Depending on the aim, Aristotle distinguishes three types of friendship: friendship that aims at common benefit, common enjoyment, or the realization of moral good. True friendship, as the highest and noblest type, is friendship that aims at the realization of moral good. According to Aristotle, this type of friendship is only possible between good people, it is long-lasting and rare, as many do not have the capacity for such friendship. Other friendships are transient. A good person behaves towards their friend as they do towards themselves, because a friend is “another self,” and in order for a person to truly love their friend, they must first love themselves.
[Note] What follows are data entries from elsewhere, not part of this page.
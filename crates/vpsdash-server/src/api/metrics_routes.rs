//! Маршруты метрик: приём от агента и просмотр в дашборде.

use crate::api::extract::{ApiJson, ApiPath, ApiQuery};
use crate::api::middleware::{AdminUser, AgentServer};
use crate::api::AppState;
use crate::error::AppError;
use crate::services::metrics_service::{self, DEFAULT_HISTORY_HOURS};
use axum::extract::State;
use axum::http::StatusCode;
use axum::routing::{get, post};
use axum::{Json, Router};
use serde::Deserialize;
use std::collections::BTreeMap;
use vpsdash_domain::models::{
    AgentTokenResponse, CurrentMetrics, MetricsHistoryResponse, MetricsSubmit, SubmitResponse,
};

#[derive(Debug, Deserialize)]
pub struct HistoryQuery {
    pub hours: Option<i64>,
}

pub fn routes() -> Router<AppState> {
    Router::new()
        .route("/metrics/submit", post(submit))
        .route("/metrics/current/all", get(current_all))
        .route("/metrics/{server_id}", get(history))
        .route(
            "/metrics/{server_id}/token",
            post(generate_token).get(get_token).delete(revoke_token),
        )
}

/// POST /api/metrics/submit — снимок от агента (заголовок X-Agent-Token).
async fn submit(
    State(state): State<AppState>,
    AgentServer(server): AgentServer,
    ApiJson(data): ApiJson<MetricsSubmit>,
) -> Result<(StatusCode, Json<SubmitResponse>), AppError> {
    let response =
        metrics_service::submit(&state.db, server, data, state.metrics_retention_hours).await?;
    Ok((StatusCode::CREATED, Json(response)))
}

async fn current_all(
    State(state): State<AppState>,
    _admin: AdminUser,
) -> Result<Json<BTreeMap<String, CurrentMetrics>>, AppError> {
    Ok(Json(metrics_service::current_all(&state.db).await?))
}

async fn history(
    State(state): State<AppState>,
    _admin: AdminUser,
    ApiPath(server_id): ApiPath<i32>,
    ApiQuery(query): ApiQuery<HistoryQuery>,
) -> Result<Json<MetricsHistoryResponse>, AppError> {
    let hours = query.hours.unwrap_or(DEFAULT_HISTORY_HOURS);
    Ok(Json(
        metrics_service::history(&state.db, server_id, hours).await?,
    ))
}

async fn generate_token(
    State(state): State<AppState>,
    _admin: AdminUser,
    ApiPath(server_id): ApiPath<i32>,
) -> Result<Json<AgentTokenResponse>, AppError> {
    Ok(Json(
        metrics_service::generate_agent_token(&state.db, server_id).await?,
    ))
}

async fn get_token(
    State(state): State<AppState>,
    _admin: AdminUser,
    ApiPath(server_id): ApiPath<i32>,
) -> Result<Json<AgentTokenResponse>, AppError> {
    Ok(Json(
        metrics_service::get_agent_token(&state.db, server_id).await?,
    ))
}

async fn revoke_token(
    State(state): State<AppState>,
    _admin: AdminUser,
    ApiPath(server_id): ApiPath<i32>,
) -> Result<StatusCode, AppError> {
    metrics_service::revoke_agent_token(&state.db, server_id).await?;
    Ok(StatusCode::NO_CONTENT)
}
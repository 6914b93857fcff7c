//! Маршруты папок.

use crate::api::extract::{ApiJson, ApiPath, ApiQuery};
use crate::api::middleware::AdminUser;
use crate::api::AppState;
use crate::error::AppError;
use crate::services::folder_service;
use axum::extract::State;
use axum::http::StatusCode;
use axum::routing::{get, post};
use axum::{Json, Router};
use serde::Deserialize;
use vpsdash_domain::models::{
    CreateFolderRequest, FolderResponse, StatusResponse, UpdateFolderRequest,
};
use vpsdash_domain::SortBy;

#[derive(Debug, Deserialize)]
pub struct ListFoldersQuery {
    #[serde(default)]
    pub sort_by: SortBy,
}

pub fn routes() -> Router<AppState> {
    Router::new()
        .route("/folders", get(list_folders).post(create_folder))
        .route("/folders/reorder", post(reorder_folders))
        .route(
            "/folders/{id}",
            get(get_folder).put(update_folder).delete(delete_folder),
        )
}

/// GET /api/folders — папки с серверами.
async fn list_folders(
    State(state): State<AppState>,
    _admin: AdminUser,
    ApiQuery(query): ApiQuery<ListFoldersQuery>,
) -> Result<Json<Vec<FolderResponse>>, AppError> {
    let today = chrono::Utc::now().date_naive();
    let folders = folder_service::list_folders(&state.db, query.sort_by, today).await?;
    Ok(Json(folders))
}

async fn create_folder(
    State(state): State<AppState>,
    _admin: AdminUser,
    ApiJson(req): ApiJson<CreateFolderRequest>,
) -> Result<(StatusCode, Json<FolderResponse>), AppError> {
    let folder = folder_service::create_folder(&state.db, req).await?;
    Ok((StatusCode::CREATED, Json(folder)))
}

async fn get_folder(
    State(state): State<AppState>,
    _admin: AdminUser,
    ApiPath(id): ApiPath<i32>,
) -> Result<Json<FolderResponse>, AppError> {
    Ok(Json(folder_service::get_folder(&state.db, id).await?))
}

async fn update_folder(
    State(state): State<AppState>,
    _admin: AdminUser,
    ApiPath(id): ApiPath<i32>,
    ApiJson(req): ApiJson<UpdateFolderRequest>,
) -> Result<Json<FolderResponse>, AppError> {
    Ok(Json(folder_service::update_folder(&state.db, id, req).await?))
}

/// DELETE /api/folders/{id} — вместе с серверами папки.
async fn delete_folder(
    State(state): State<AppState>,
    _admin: AdminUser,
    ApiPath(id): ApiPath<i32>,
) -> Result<StatusCode, AppError> {
    folder_service::delete_folder(&state.db, id).await?;
    Ok(StatusCode::NO_CONTENT)
}

/// POST /api/folders/reorder — тело: массив id в новом порядке.
async fn reorder_folders(
    State(state): State<AppState>,
    _admin: AdminUser,
    ApiJson(ids): ApiJson<Vec<i32>>,
) -> Result<Json<StatusResponse>, AppError> {
    folder_service::reorder_folders(&state.db, ids).await?;
    Ok(Json(StatusResponse {
        status: "ok".to_string(),
    }))
}
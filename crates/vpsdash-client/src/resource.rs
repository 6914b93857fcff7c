//! Состояние асинхронно загружаемого ресурса.

use crate::error::ClientError;

/// «Ещё не загружали» отличается от «загрузили пустое».
#[derive(Debug, Clone, PartialEq)]
pub enum Resource<T, E = ClientError> {
    NotLoaded,
    Loading,
    Loaded(T),
    Failed(E),
}

impl<T, E> Default for Resource<T, E> {
    fn default() -> Self {
        Resource::NotLoaded
    }
}

impl<T, E> Resource<T, E> {
    pub fn from_result(result: Result<T, E>) -> Self {
        match result {
            Ok(value) => Resource::Loaded(value),
            Err(e) => Resource::Failed(e),
        }
    }

    pub fn is_loaded(&self) -> bool {
        matches!(self, Resource::Loaded(_))
    }

    pub fn is_loading(&self) -> bool {
        matches!(self, Resource::Loading)
    }

    pub fn loaded(&self) -> Option<&T> {
        match self {
            Resource::Loaded(value) => Some(value),
            _ => None,
        }
    }

    pub fn loaded_mut(&mut self) -> Option<&mut T> {
        match self {
            Resource::Loaded(value) => Some(value),
            _ => None,
        }
    }

    pub fn error(&self) -> Option<&E> {
        match self {
            Resource::Failed(e) => Some(e),
            _ => None,
        }
    }

    /// Перейти в `Loading`, если загруженного значения ещё нет.
    /// Уже показанные данные при перезагрузке не скрываются.
    pub fn start_loading(&mut self) {
        if !self.is_loaded() {
            *self = Resource::Loading;
        }
    }

    /// Применить результат загрузки. Ошибка не затирает уже загруженные данные;
    /// возвращается `true`, если состояние изменилось.
    pub fn settle(&mut self, result: Result<T, E>) -> bool {
        match result {
            Ok(value) => {
                *self = Resource::Loaded(value);
                true
            }
            Err(_) if self.is_loaded() => false,
            Err(e) => {
                *self = Resource::Failed(e);
                true
            }
        }
    }

    pub fn map<U>(self, f: impl FnOnce(T) -> U) -> Resource<U, E> {
        match self {
            Resource::NotLoaded => Resource::NotLoaded,
            Resource::Loading => Resource::Loading,
            Resource::Loaded(value) => Resource::Loaded(f(value)),
            Resource::Failed(e) => Resource::Failed(e),
        }
    }
}

#[cfg(test)]
mod tests {
    use super::*;

    #[test]
    fn test_loaded_empty_differs_from_not_loaded() {
        let never: Resource<Vec<i32>> = Resource::default();
        let empty: Resource<Vec<i32>> = Resource::Loaded(vec![]);

        assert_eq!(never.loaded(), None);
        assert_eq!(empty.loaded(), Some(&vec![]));
        assert_ne!(never, empty);
    }

    #[test]
    fn test_reload_keeps_previous_value() {
        let mut r: Resource<u32> = Resource::NotLoaded;
        r.start_loading();
        assert!(r.is_loading());

        assert!(r.settle(Ok(5)));
        r.start_loading();
        assert_eq!(r.loaded(), Some(&5), "Данные не прячутся на время перезагрузки");

        assert!(!r.settle(Err(ClientError::Timeout)));
        assert_eq!(r.loaded(), Some(&5));
    }

    #[test]
    fn test_failure_without_data() {
        let mut r: Resource<u32> = Resource::Loading;
        r.settle(Err(ClientError::Network("refused".into())));
        assert_eq!(r.error(), Some(&ClientError::Network("refused".into())));
        assert_eq!(r.map(|v| v * 2).loaded(), None);
    }
}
One can always be a friend to others, but they must be a friend to themselves as well, that is, they must love themselves. Aristotle says that kindness is the beginning of friendship and mentions that harmony represents political friendship, that is, the highest and broadest form of friendship among people. So, for Aristotle, the development and practice of virtues is the best thing a person can and should achieve in their own life. Ethical virtues will enable them to make their practical life the best possible and most suitable for them as an individual, to choose what is best with the help of reason and to implement it with the help of will. And dia­noetic virtues will elevate them internally towards the most sublime and noble that they have within themselves.